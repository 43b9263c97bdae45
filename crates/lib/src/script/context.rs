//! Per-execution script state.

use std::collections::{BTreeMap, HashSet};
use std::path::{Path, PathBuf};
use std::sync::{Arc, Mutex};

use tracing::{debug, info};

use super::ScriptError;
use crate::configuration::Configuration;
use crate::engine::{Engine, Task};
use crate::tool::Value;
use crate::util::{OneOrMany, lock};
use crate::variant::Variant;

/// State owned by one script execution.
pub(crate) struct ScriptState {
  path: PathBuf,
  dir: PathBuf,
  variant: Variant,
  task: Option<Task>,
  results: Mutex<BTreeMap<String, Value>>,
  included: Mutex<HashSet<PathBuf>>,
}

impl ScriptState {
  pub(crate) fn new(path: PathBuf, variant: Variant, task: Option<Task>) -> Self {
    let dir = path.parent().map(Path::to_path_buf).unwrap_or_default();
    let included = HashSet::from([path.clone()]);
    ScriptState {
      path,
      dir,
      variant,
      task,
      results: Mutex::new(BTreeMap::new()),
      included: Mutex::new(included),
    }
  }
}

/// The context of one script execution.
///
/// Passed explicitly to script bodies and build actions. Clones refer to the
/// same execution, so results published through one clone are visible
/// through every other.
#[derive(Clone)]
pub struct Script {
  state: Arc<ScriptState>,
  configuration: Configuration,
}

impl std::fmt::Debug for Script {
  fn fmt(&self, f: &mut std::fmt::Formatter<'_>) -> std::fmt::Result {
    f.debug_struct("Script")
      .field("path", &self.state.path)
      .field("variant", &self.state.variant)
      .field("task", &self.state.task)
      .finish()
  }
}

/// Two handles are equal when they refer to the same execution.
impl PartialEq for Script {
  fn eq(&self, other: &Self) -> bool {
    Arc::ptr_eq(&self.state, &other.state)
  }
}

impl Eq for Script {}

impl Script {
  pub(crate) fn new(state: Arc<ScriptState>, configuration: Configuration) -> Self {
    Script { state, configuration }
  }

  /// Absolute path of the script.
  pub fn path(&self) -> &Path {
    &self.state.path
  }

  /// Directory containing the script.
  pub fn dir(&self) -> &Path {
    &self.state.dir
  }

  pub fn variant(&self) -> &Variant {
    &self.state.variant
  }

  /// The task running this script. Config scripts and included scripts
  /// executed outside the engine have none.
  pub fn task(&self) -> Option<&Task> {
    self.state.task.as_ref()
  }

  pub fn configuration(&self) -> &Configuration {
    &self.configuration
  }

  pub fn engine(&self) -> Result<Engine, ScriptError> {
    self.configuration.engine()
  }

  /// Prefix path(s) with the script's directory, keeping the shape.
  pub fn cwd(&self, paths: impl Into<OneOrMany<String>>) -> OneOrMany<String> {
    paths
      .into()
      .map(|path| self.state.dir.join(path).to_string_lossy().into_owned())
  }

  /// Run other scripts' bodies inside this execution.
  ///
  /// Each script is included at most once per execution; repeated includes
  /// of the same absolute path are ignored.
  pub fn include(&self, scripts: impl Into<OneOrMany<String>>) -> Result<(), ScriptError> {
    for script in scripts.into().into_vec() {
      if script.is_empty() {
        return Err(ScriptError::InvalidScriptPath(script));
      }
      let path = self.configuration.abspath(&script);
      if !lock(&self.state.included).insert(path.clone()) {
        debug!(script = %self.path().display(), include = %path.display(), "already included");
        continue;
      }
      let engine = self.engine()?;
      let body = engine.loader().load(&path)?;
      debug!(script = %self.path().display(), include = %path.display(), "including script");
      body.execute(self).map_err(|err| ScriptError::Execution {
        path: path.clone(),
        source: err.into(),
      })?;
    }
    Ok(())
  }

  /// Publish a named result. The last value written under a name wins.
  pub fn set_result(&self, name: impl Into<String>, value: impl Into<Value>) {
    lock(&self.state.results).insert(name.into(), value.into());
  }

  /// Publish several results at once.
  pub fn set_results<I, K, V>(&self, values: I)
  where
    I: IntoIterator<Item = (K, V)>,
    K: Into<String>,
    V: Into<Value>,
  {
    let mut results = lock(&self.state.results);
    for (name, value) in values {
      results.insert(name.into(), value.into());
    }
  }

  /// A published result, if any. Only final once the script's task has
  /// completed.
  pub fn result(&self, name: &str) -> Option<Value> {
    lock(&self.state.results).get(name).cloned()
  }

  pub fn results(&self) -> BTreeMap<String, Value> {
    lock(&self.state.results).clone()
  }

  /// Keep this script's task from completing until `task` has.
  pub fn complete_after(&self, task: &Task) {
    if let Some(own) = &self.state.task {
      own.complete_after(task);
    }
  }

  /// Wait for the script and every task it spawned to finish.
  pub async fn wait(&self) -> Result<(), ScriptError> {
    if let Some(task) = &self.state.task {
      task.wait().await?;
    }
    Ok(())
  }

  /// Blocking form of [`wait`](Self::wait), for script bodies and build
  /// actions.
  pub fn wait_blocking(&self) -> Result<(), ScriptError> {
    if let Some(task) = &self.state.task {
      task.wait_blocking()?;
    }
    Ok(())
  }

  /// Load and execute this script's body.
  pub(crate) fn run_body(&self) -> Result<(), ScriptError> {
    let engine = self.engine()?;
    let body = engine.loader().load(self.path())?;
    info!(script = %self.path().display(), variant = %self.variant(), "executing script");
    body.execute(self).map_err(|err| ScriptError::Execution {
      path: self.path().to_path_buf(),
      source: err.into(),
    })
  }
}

...

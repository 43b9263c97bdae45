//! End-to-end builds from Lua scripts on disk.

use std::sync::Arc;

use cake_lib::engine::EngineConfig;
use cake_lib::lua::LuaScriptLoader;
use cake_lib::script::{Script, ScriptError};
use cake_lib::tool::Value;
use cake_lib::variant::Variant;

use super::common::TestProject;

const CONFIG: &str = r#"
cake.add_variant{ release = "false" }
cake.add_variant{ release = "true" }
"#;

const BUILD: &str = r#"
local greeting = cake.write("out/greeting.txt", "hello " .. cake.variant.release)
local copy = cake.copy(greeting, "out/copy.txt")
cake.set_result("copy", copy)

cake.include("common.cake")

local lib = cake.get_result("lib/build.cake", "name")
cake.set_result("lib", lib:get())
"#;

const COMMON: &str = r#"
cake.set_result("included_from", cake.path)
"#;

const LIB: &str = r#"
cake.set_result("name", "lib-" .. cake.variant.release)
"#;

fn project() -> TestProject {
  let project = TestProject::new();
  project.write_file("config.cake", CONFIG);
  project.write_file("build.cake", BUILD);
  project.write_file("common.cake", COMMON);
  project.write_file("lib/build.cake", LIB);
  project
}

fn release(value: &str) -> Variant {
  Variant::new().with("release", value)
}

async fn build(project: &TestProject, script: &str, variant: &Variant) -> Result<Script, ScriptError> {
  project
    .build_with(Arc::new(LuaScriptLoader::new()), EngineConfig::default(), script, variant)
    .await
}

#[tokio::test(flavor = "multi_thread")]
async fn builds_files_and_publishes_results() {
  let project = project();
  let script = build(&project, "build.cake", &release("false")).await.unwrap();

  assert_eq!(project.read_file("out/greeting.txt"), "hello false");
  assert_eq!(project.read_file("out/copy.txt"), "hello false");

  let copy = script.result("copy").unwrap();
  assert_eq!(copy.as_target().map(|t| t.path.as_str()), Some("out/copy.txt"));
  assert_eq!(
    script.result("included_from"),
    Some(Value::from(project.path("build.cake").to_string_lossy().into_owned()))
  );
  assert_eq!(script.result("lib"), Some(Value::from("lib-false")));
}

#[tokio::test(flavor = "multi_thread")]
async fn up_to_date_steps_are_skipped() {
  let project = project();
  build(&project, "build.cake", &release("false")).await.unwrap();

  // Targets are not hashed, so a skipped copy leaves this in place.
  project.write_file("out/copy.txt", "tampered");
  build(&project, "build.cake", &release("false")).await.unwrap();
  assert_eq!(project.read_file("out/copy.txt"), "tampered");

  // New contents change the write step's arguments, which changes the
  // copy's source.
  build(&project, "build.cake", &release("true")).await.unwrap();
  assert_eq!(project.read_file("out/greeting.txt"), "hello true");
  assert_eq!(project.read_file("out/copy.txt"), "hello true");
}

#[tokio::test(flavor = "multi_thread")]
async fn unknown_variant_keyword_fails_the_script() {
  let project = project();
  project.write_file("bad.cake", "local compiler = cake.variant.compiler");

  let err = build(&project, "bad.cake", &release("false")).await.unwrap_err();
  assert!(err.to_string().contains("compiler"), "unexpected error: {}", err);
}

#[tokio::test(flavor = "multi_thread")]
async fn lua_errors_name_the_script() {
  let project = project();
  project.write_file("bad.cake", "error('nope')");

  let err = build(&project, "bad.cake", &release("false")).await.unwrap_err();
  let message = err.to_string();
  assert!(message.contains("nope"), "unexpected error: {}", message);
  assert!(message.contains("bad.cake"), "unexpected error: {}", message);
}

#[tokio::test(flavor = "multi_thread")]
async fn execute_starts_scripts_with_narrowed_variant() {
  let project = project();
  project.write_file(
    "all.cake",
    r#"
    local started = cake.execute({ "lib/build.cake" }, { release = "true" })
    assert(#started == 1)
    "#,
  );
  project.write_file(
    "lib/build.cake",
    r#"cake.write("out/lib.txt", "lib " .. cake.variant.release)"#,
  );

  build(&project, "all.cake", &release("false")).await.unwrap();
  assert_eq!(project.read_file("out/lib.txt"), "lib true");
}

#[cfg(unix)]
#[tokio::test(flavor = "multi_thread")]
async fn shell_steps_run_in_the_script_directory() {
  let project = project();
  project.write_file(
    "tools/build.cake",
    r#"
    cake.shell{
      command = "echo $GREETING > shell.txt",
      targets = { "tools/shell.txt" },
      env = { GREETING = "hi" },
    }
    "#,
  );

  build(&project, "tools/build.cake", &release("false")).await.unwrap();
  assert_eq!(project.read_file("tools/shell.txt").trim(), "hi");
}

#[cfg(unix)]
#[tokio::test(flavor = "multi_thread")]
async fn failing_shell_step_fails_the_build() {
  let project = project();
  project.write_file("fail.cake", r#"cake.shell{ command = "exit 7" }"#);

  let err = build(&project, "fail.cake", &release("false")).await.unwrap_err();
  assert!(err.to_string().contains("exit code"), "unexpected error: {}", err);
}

### What is being asked
From the entries above, return exactly the line containing "pub(crate) struct ScriptState", the line containing "let included = HashSet::from([path.clone()]);", and all lines between, and nothing else.

### Answer area
pub(crate) struct ScriptState {
  path: PathBuf,
  dir: PathBuf,
  variant: Variant,
  task: Option<Task>,
  results: Mutex<BTreeMap<String, Value>>,
  included: Mutex<HashSet<PathBuf>>,
}

impl ScriptState {
  pub(crate) fn new(path: PathBuf, variant: Variant, task: Option<Task>) -> Self {
    let dir = path.parent().map(Path::to_path_buf).unwrap_or_default();
    let included = HashSet::from([path.clone()]);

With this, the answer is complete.